(Data extracts):

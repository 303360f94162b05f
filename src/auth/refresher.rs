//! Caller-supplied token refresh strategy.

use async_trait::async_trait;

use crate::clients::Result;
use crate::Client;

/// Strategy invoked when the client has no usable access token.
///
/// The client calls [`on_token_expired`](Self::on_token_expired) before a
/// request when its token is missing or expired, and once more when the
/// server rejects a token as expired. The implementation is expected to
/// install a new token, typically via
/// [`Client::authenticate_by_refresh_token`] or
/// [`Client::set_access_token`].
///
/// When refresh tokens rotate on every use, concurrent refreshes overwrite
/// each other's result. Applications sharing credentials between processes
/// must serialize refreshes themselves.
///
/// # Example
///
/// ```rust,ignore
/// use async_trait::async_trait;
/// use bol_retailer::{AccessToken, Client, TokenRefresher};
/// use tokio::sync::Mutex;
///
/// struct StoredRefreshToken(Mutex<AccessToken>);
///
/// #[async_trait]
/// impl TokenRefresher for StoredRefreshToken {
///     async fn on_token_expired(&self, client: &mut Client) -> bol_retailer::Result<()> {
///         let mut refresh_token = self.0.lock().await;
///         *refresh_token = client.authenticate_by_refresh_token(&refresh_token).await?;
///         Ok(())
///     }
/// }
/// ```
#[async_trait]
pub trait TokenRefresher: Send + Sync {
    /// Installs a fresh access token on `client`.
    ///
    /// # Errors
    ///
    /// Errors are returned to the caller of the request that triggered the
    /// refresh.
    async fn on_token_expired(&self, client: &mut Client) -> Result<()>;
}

(What you will do):
Show every line from the listing that contains "Errors".

(Your solution):
    /// # Errors
    /// Errors are returned to the caller of the request that triggered the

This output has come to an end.